Saturday, March 09, 2019

War of Insurgency Rule Review - Chechen War.

A break from black power. I have been on the hunt for a while for a modern set of large scale skirmish rules, many of the sets on offer either only need a handful of figures or you are getting into Company and sized games so I thought I would give these a run out. Aimed at the wars in Africa which suits my stalled Serria Leone Project, they could work for the Chechen conflict.

Mike Demana rules cover the period from around 1950's through to present day, the core rules are only around 10 pages and split troops into three classes, Militia, Regular and Professional.weapon classes are either small arms or LMG's perfect for 15mm, where you can't see the difference between an AK47 & M16.

In our run through it was a small scenario- a Russian Tank had broken down at a petrol station (well I had to give the petrol station a run out evenually.) and the crew had to defend it until reinforcements made it to the village and they called in the mechanics. Meanwhile the local insurgents move in for the kill.

Initiative is a simple dice off but to actually order your troops, each player puts a numbered marker down for each squad face down. The numbering shows which order they move in. This means each player doesn’t know who which squads are going to move forcing some careful planning. Surprising thought provoking given it's such a simple mechanism. If you squad gets split you introduce a dummy counter which means one of your sections won't move, your opponet won't know which one.

The troops quality impacts both the troops firing ability, effective range and defence capability nice and simple and very easy to remember. Fire fights are resolved with an attack roll and a defence roll with attackers hitting on a 4,5 or 6 and deenders a 5 or 6. You add defence dice for cover which is pretty good against Small Arms, but my tank crew faired less well when an RPG round hit them, whilst defending the petrol station.

Squads below half strength need to start taking morale checks which has the potential to lock them in place by forcing them prone. Before they can attempt an action another morale test is taken if failed they run for the nearest table edge.

We played with around 30 Chechen fighters facing off against around 25 Russians split into around 5 units apiece, which gave a good evenings entertainment.

The campaign rules included are reminiscent of those of Peter Pigs AK47 but at this stage I am only interested in the table top rules. But can see the appeal.

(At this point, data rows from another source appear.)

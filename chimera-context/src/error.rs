//! 配置解析错误

use chimera_core::{ApplicationError, ContainerError};
use thiserror::Error;

use crate::problem::Problem;

/// 配置类解析过程中的错误
///
/// 循环导入等图结构问题不走这里，而是作为 [`Problem`] 收集；
/// 只有使用快速失败的问题报告器时才会以 [`ContextError::Problem`] 返回。
#[derive(Error, Debug)]
pub enum ContextError {
    #[error("No class metadata found for '{0}'")]
    ClassNotFound(String),

    #[error("Invalid class metadata in '{source_name}': {message}")]
    InvalidMetadata { source_name: String, message: String },

    #[error("Property source location '{0}' not found")]
    ResourceNotFound(String),

    #[error("Failed to load property source from '{location}': {message}")]
    PropertySourceLoadFailed { location: String, message: String },

    #[error("Unknown condition '{0}'")]
    UnknownCondition(String),

    #[error("Unknown import group '{0}'")]
    UnknownImportGroup(String),

    #[error("{0}")]
    Problem(Problem),

    #[error(transparent)]
    Application(#[from] ApplicationError),

    #[error(transparent)]
    Container(#[from] ContainerError),
}

pub type ContextResult<T> = std::result::Result<T, ContextError>;
impl Target for Proxy {
    fn type_name(&self) -> &str {
        self.advised.target.type_name()
    }

    fn interfaces(&self) -> Vec<String> {
        let mut interfaces = self.advised.interfaces.clone();
        for introduced in self.advised.introduced_interfaces() {
            if !interfaces.contains(&introduced) {
                interfaces.push(introduced);
            }
        }
        interfaces
    }

    fn methods(&self) -> Vec<Method> {
        self.advised.target.methods()
    }

    fn invoke(
        &self,
        method: &Method,
        args: Vec<Value>,
        context: &InvocationContext,
    ) -> Result<Value, Throwable> {
        let target = self.advised.target.as_ref();
        match self.kind {
            ProxyKind::Interface if !self.accepts(method) => {
                return Err(AopError::NotOnProxiedInterface {
                    method: method.signature(),
                    target: target.type_name().to_string(),
                }
                .into());
            }
            ProxyKind::Subclass if method.is_final() => {
                tracing::trace!("Final method {} cannot be advised, invoking target", method);
                return target.invoke(method, args, context);
            }
            _ => {}
        }

        let chain = self.advised.interceptors_for(method);
        if chain.is_empty() {
            return target.invoke(method, args, context);
        }
        MethodInvocation::new(target, method, args, &chain, context).proceed()
    }

    fn most_specific_method(&self, method: &Method) -> Method {
        self.advised.target.most_specific_method(method)
    }
}

impl fmt::Debug for Proxy {
    fn fmt(&self, f: &mut fmt::Formatter<'_>) -> fmt::Result {
        f.debug_struct("Proxy")
            .field("kind", &self.kind)
            .field("target", &self.advised.target.type_name())
            .field("advisors", &self.advised.advisors.read().len())
            .finish()
    }
}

They won't be for everyone but do give a quick and easy game and the end result seemed reasonable with professionals defeating regulars by about 5:1. The Professionals long range fire stopped many of the regulars before they could get into decent defensive positions.


  1. An interesting set of rules and mechanisms.

  2. Sound like some good ideas in this rule set Stu - I too have been on a quest for simple, fun but slightly realistic large skirmish level for Afghanistan and Iraq - have used a few free sets found on the web plus an amended version of Chain of Command....

  3. I also agree that the set looks interesting. Maybe I will use it in the future...

  4. Thanks for the review! Enjoy your games, and feel free to ask questions.